Kungsträdgården in Stockholm is a nice place.

When the cherry trees are in bloom, for example, pink fluff is pretty much everything you see when you look out the window, perhaps west from one of the bank palaces.

But in SEB, the bank management's job has been to turn its gaze in the other direction, to the east.

Which they obviously did not do.

Several of the major Swedish banks were tempted to move east in connection with the Baltic countries joining the EU in 2004. Unexploited markets usually mean high profit chances, and shareholders were not disappointed.

But lending grew so fast, and with such poor control, that in connection with the financial crisis it ended with a total disaster that not only affected the banks and the entire Baltic countries but even threatened the Swedish banking system.

Still, they continued to work with the principle of zero check.

When money poured in to the Baltic subsidiaries, they thanked and accepted - even in cases where there were clear warning signs that the bank accounts were used for money laundering.

The Swedish standard statement in retrospect, "We have been naive", was also heard from the replaced management in Swedbank after UG's revelation last year.

But when it comes to business, it is difficult to ignore the fact that the other side of this naivety often consists of billion-dollar profits.

So it is profitable to close your eyes, hard.

Not even the Financial Supervisory Authority understood as late as 2018 that money laundering is so harmful, not only for society but also for the banking system, that one needs to keep some control over it from the bank's head office even if it takes place on the other side of the Baltic Sea.

After Assignment review revelations last year, however, both Swedbank and SEB have received fines of billions.

SEB receives harsh criticism for not having had control from Stockholm, not even in cases where the subsidiaries in the Baltics have classified customers as high-risk customers.

However, the information in today's disclosure comes neither from Swedish banks nor the Swedish Financial Supervisory Authority, but from the US Financial Police.

In the reports to the US Financial Police, which Assignment Review has read, the US banks have already reacted in 2017 to companies that are part of the huge money laundering system called "The Russian Laundromat".

So there are companies here that SEB has also helped with transactions.

It is in the United States that the really large fines can be imposed, for anything that in any way has to do with dollars.

And the demands on banks to detect and prevent money laundering have become enormously stricter.

This also applies to other actors who are in some way involved in companies used for money laundering.

In the audit last year, Uppdrag granskning found a company in Skåne that was linked to one of the money laundering suspected SEB customers.

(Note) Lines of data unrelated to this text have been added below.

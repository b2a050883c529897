//! HTTP controllers. Each module exposes a `*_routes()` router that
//! `app_router` nests under its base path.

pub mod auth;
pub mod common;
pub mod customers;
pub mod machinery;
pub mod materials;
pub mod quotations;

// Re-export AppState so handler modules can import it as crate::handlers::AppState
pub use crate::AppState;
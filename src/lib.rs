//! Quotation API Library
//!
//! Back end for manufacturing quotations: customers, materials, machinery
//! process pricing and multi-line quotations.
#![forbid(unsafe_code)]
#![deny(rust_2018_idioms)]
#![allow(elided_lifetimes_in_paths)]
#![warn(clippy::all, clippy::perf, clippy::dbg_macro)]

// Core modules
pub mod auth;
pub mod config;
pub mod db;
pub mod entities;
pub mod errors;
pub mod handlers;
pub mod middleware_helpers;
pub mod migrator;
pub mod openapi;
pub mod services;
pub mod tracing;

use axum::{
    extract::State,
    http::{HeaderValue, StatusCode},
    response::{IntoResponse, Json},
    routing::get,
    Router,
};
use chrono::Utc;
use serde::Serialize;
use serde_json::json;
use std::sync::Arc;
use tower_http::cors::{Any, CorsLayer};
use utoipa::ToSchema;

use crate::auth::{AuthConfig, AuthService};
use crate::db::{DatabaseAccess, DbPool};

// App state definition
#[derive(Clone)]
pub struct AppState {
    pub db: DatabaseAccess,
    pub config: config::AppConfig,
    pub auth: Arc<AuthService>,
    pub services: services::AppServices,
}

impl AppState {
    /// Wires the auth service and every entity service over one pool
    pub fn new(pool: Arc<DbPool>, config: config::AppConfig) -> Self {
        let db = DatabaseAccess::new(pool);
        let auth = Arc::new(AuthService::new(AuthConfig::from(&config)));
        let services =
            services::AppServices::new(db.clone(), auth.clone(), config.default_company_code.clone());

        Self {
            db,
            config,
            auth,
            services,
        }
    }
}

// Common response wrappers
#[derive(Debug, Serialize, ToSchema)]
pub struct ApiResponse<T> {
    pub success: bool,
    #[serde(skip_serializing_if = "Option::is_none")]
    pub data: Option<T>,
    #[serde(skip_serializing_if = "Option::is_none")]
    pub message: Option<String>,
    #[serde(skip_serializing_if = "Option::is_none")]
    pub meta: Option<ResponseMeta>,
}

#[derive(Debug, Serialize, ToSchema)]
pub struct ResponseMeta {
    #[serde(skip_serializing_if = "Option::is_none")]
    pub request_id: Option<String>,
    pub timestamp: String,
}

impl ResponseMeta {
    fn capture() -> Self {
        Self {
            request_id: crate::tracing::current_request_id().map(|rid| rid.as_str().to_string()),
            timestamp: Utc::now().to_rfc3339(),
        }
    }
}

impl<T> ApiResponse<T> {
    pub fn success(data: T) -> Self {
        Self {
            success: true,
            data: Some(data),
            message: None,
            meta: Some(ResponseMeta::capture()),
        }
    }

    /// Successful response with no payload beyond a message
    pub fn message(message: impl Into<String>) -> Self {
        Self {
            success: true,
            data: None,
            message: Some(message.into()),
            meta: Some(ResponseMeta::capture()),
        }
    }
}


/// Every route of the service with request id, optional bearer auth and
/// HTTP tracing applied. CORS is layered on by the caller.
pub fn app_router(state: Arc<AppState>) -> Router {
    Router::new()
        .route("/health", get(health_check))
        .nest("/api/auth", handlers::auth::auth_routes())
        .nest(
            "/customer_registration",
            handlers::customers::customers_routes(),
        )
        .nest("/materials", handlers::materials::materials_routes())
        .nest("/machinery-master", handlers::machinery::machinery_routes())
        .nest("/quotations", handlers::quotations::quotations_routes())
        .merge(openapi::swagger_ui())
        // HTTP tracing layer for consistent request/response telemetry
        .layer(crate::tracing::configure_http_tracing())
        // Resolve the acting user from an optional bearer token
        .layer(axum::middleware::from_fn_with_state(
            state.auth.clone(),
            auth::optional_auth_middleware,
        ))
        // Ensure every request carries a request id for traceability
        .layer(axum::middleware::from_fn(
            middleware_helpers::request_id::request_id_middleware,
        ))
        .with_state(state)
}

/// Builds the CORS layer from configuration.
///
/// Explicit origins win; otherwise the layer is permissive in development or
/// when explicitly allowed, and missing configuration is an error.
pub fn cors_layer(cfg: &config::AppConfig) -> anyhow::Result<CorsLayer> {
    let configured_origins: Option<Vec<HeaderValue>> = cfg
        .cors_allowed_origins
        .as_ref()
        .map(|raw| {
            raw.split(',')
                .filter_map(|origin| {
                    let trimmed = origin.trim();
                    if trimmed.is_empty() {
                        None
                    } else {
                        HeaderValue::from_str(trimmed).ok()
                    }
                })
                .collect::<Vec<_>>()
        })
        .filter(|origins| !origins.is_empty());

    if let Some(origins) = configured_origins {
        return Ok(CorsLayer::new()
            .allow_origin(origins)
            .allow_methods(Any)
            .allow_headers(Any)
            .allow_credentials(cfg.cors_allow_credentials));
    }

    if cfg.should_allow_permissive_cors() {
        ::tracing::info!(
            "Using permissive CORS because explicit origins were not configured ({})",
            if cfg.is_development() {
                "development environment"
            } else {
                "explicit override enabled"
            }
        );
        return Ok(CorsLayer::permissive());
    }

    anyhow::bail!(
        "Missing CORS configuration: set APP__CORS_ALLOWED_ORIGINS or APP__CORS_ALLOW_ANY_ORIGIN=true"
    )
}

async fn health_check(State(state): State<Arc<AppState>>) -> impl IntoResponse {
    let healthy = db::check_connection(state.db.conn()).await.is_ok();

    let health_data = json!({
        "status": if healthy { "healthy" } else { "unhealthy" },
        "checks": {
            "database": if healthy { "healthy" } else { "unhealthy" },
        },
        "version": env!("CARGO_PKG_VERSION"),
        "timestamp": Utc::now().to_rfc3339(),
    });

    let status = if healthy {
        StatusCode::OK
    } else {
        StatusCode::SERVICE_UNAVAILABLE
    };

    (status, Json(ApiResponse::success(health_data)))
}

#[cfg(test)]
mod cors_tests {
    use super::*;
    use crate::config::AppConfig;

    fn config(environment: &str) -> AppConfig {
        AppConfig::new(
            "sqlite::memory:".into(),
            "a-test-secret-that-is-long-enough-123".into(),
            "127.0.0.1".into(),
            8081,
            environment.into(),
        )
    }

    #[test]
    fn development_falls_back_to_permissive() {
        assert!(cors_layer(&config("development")).is_ok());
    }

    #[test]
    fn production_without_origins_is_rejected() {
        assert!(cors_layer(&config("production")).is_err());
    }

    #[test]
    fn production_with_origins_is_accepted() {
        let mut cfg = config("production");
        cfg.cors_allowed_origins = Some("https://quotes.example.com".into());
        assert!(cors_layer(&cfg).is_ok());
    }
}
mod common;

use axum::http::{Method, StatusCode};
use common::{decimal, TestApp};
use serde_json::{json, Value};

async fn post(app: &TestApp, uri: &str, body: Value) -> Value {
    let (status, body) = app.call(Method::POST, uri, Some(body), None).await;
    assert_eq!(status, StatusCode::CREATED, "POST {uri} failed: {body}");
    body["data"].clone()
}

#[tokio::test]
async fn update_overwrites_omitted_fields_with_null() {
    let app = TestApp::new().await;
    let created = post(
        &app,
        "/materials/add",
        json!({
            "material_name": "EN8",
            "material_grade": "080M40",
            "density": "7.85",
            "unit": "kg",
            "current_price": "82.50",
            "remark": "bright bar",
        }),
    )
    .await;
    let id = created["id"].as_i64().unwrap();
    assert_eq!(decimal(&created["current_price"]), 82.5);

    let (status, _) = app
        .call(
            Method::PUT,
            &format!("/materials/{id}"),
            Some(json!({ "material_name": "X" })),
            None,
        )
        .await;
    assert_eq!(status, StatusCode::OK);

    let (status, body) = app
        .call(Method::GET, &format!("/materials/{id}"), None, None)
        .await;
    assert_eq!(status, StatusCode::OK);
    let material = &body["data"];
    assert_eq!(material["material_name"], "X");
    assert!(material["material_grade"].is_null());
    assert!(material["density"].is_null());
    assert!(material["unit"].is_null());
    assert!(material["current_price"].is_null());
    assert!(material["remark"].is_null());
}

#[tokio::test]
async fn soft_deleted_material_is_hidden_from_reads() {
    let app = TestApp::new().await;
    let keep = post(&app, "/materials/add", json!({ "material_name": "EN8" })).await;
    let gone = post(&app, "/materials/add", json!({ "material_name": "SS304" })).await;
    let gone_id = gone["id"].as_i64().unwrap();

    let (status, body) = app
        .call(Method::DELETE, &format!("/materials/{gone_id}"), None, None)
        .await;
    assert_eq!(status, StatusCode::OK);
    assert_eq!(body["message"], "Material deleted successfully");

    let (status, _) = app
        .call(Method::GET, &format!("/materials/{gone_id}"), None, None)
        .await;
    assert_eq!(status, StatusCode::NOT_FOUND);

    let (_, list) = app.call(Method::GET, "/materials/getAll", None, None).await;
    let ids: Vec<i64> = list["data"]
        .as_array()
        .unwrap()
        .iter()
        .map(|m| m["id"].as_i64().unwrap())
        .collect();
    assert_eq!(ids, vec![keep["id"].as_i64().unwrap()]);

    assert_eq!(
        app.count(&format!("SELECT COUNT(*) FROM materials WHERE id = {gone_id}"))
            .await,
        1
    );
}

#[tokio::test]
async fn missing_material_name_is_rejected() {
    let app = TestApp::new().await;

    let (status, body) = app
        .call(
            Method::POST,
            "/materials/add",
            Some(json!({ "material_grade": "EN8" })),
            None,
        )
        .await;

    assert_eq!(status, StatusCode::BAD_REQUEST);
    assert_eq!(body["success"], false);
    assert!(body["message"].as_str().unwrap().contains("material_name"));
}

#[tokio::test]
async fn empty_material_name_is_stored_as_given() {
    let app = TestApp::new().await;

    let (status, body) = app
        .call(
            Method::POST,
            "/materials/add",
            Some(json!({ "material_name": "" })),
            None,
        )
        .await;

    assert_eq!(status, StatusCode::CREATED, "create failed: {body}");
    assert_eq!(body["data"]["material_name"], "");
}

#[tokio::test]
async fn material_type_lifecycle() {
    let app = TestApp::new().await;
    let created = post(
        &app,
        "/materials/type/add",
        json!({ "type_name": "Round bar", "description": "Hot rolled" }),
    )
    .await;
    let id = created["id"].as_i64().unwrap();

    let (status, body) = app
        .call(
            Method::PUT,
            &format!("/materials/type/{id}"),
            Some(json!({ "type_name": "Round bar (bright)" })),
            None,
        )
        .await;
    assert_eq!(status, StatusCode::OK);
    assert_eq!(body["data"]["type_name"], "Round bar (bright)");
    assert!(body["data"]["description"].is_null());

    let (status, body) = app
        .call(Method::DELETE, &format!("/materials/type/{id}"), None, None)
        .await;
    assert_eq!(status, StatusCode::OK);
    assert_eq!(body["message"], "Material Type deleted successfully");

    let (_, list) = app.call(Method::GET, "/materials/type/getAll", None, None).await;
    assert!(list["data"].as_array().unwrap().is_empty());

    let (status, _) = app
        .call(Method::DELETE, &format!("/materials/type/{id}"), None, None)
        .await;
    assert_eq!(status, StatusCode::NOT_FOUND);
}

#[tokio::test]
async fn link_list_joins_material_and_type_names() {
    let app = TestApp::new().await;
    let material = post(
        &app,
        "/materials/add",
        json!({ "material_name": "EN8", "unit": "kg" }),
    )
    .await;
    let material_type = post(&app, "/materials/type/add", json!({ "type_name": "Hex bar" })).await;

    let link = post(
        &app,
        "/materials/link/add",
        json!({
            "material_id": material["id"],
            "material_type_id": material_type["id"],
            "current_price": "91.00",
            "remark": "per kg",
        }),
    )
    .await;

    let (status, body) = app.call(Method::GET, "/materials/link/getAll", None, None).await;
    assert_eq!(status, StatusCode::OK);
    let links = body["data"].as_array().unwrap();
    assert_eq!(links.len(), 1);
    let view = &links[0];
    assert_eq!(view["id"], link["id"]);
    assert_eq!(view["material_id"], material["id"]);
    assert_eq!(view["material_type_id"], material_type["id"]);
    assert_eq!(view["material_name"], "EN8");
    assert_eq!(view["type_name"], "Hex bar");
    assert_eq!(view["unit"], "kg");
    assert_eq!(decimal(&view["current_price"]), 91.0);
    assert_eq!(view["remark"], "per kg");
}

#[tokio::test]
async fn link_update_and_delete() {
    let app = TestApp::new().await;
    let material = post(&app, "/materials/add", json!({ "material_name": "EN8" })).await;
    let material_type = post(&app, "/materials/type/add", json!({ "type_name": "Plate" })).await;
    let link = post(
        &app,
        "/materials/link/add",
        json!({
            "material_id": material["id"],
            "material_type_id": material_type["id"],
            "current_price": "10.00",
        }),
    )
    .await;
    let id = link["id"].as_i64().unwrap();

    let (status, body) = app
        .call(
            Method::PUT,
            &format!("/materials/link/{id}"),
            Some(json!({
                "material_id": material["id"],
                "material_type_id": material_type["id"],
                "current_price": "12.25",
            })),
            None,
        )
        .await;
    assert_eq!(status, StatusCode::OK);
    assert_eq!(decimal(&body["data"]["current_price"]), 12.25);

    let (status, body) = app
        .call(Method::DELETE, &format!("/materials/link/{id}"), None, None)
        .await;
    assert_eq!(status, StatusCode::OK);
    assert_eq!(body["message"], "Link deleted successfully");

    let (_, list) = app.call(Method::GET, "/materials/link/getAll", None, None).await;
    assert!(list["data"].as_array().unwrap().is_empty());

    let (status, _) = app
        .call(
            Method::PUT,
            "/materials/link/999",
            Some(json!({ "current_price": "1.00" })),
            None,
        )
        .await;
    assert_eq!(status, StatusCode::NOT_FOUND);
}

There were inexplicable amounts, connections to Russia and owner companies in various tax havens.

I found even more strange transactions when I looked further into it, but could absolutely not prove real money laundering.

Nevertheless, a lawyer in Stockholm, who appeared as a service person, was warned by the Swedish Bar Association after the publication.

Banks have invested billions in monitoring and reporting suspicious transactions.

But too late, at least according to the Swedish Financial Supervisory Authority.

So now the billion-dollar game for the banks may be about silence rather than closing their eyes.

Possibly this is why Swedbank's former CEO so persistently denied money laundering problems, and possibly this is why SEB's current CEO denied red flags in the media and did not allow himself to be interviewed by Assignment Review.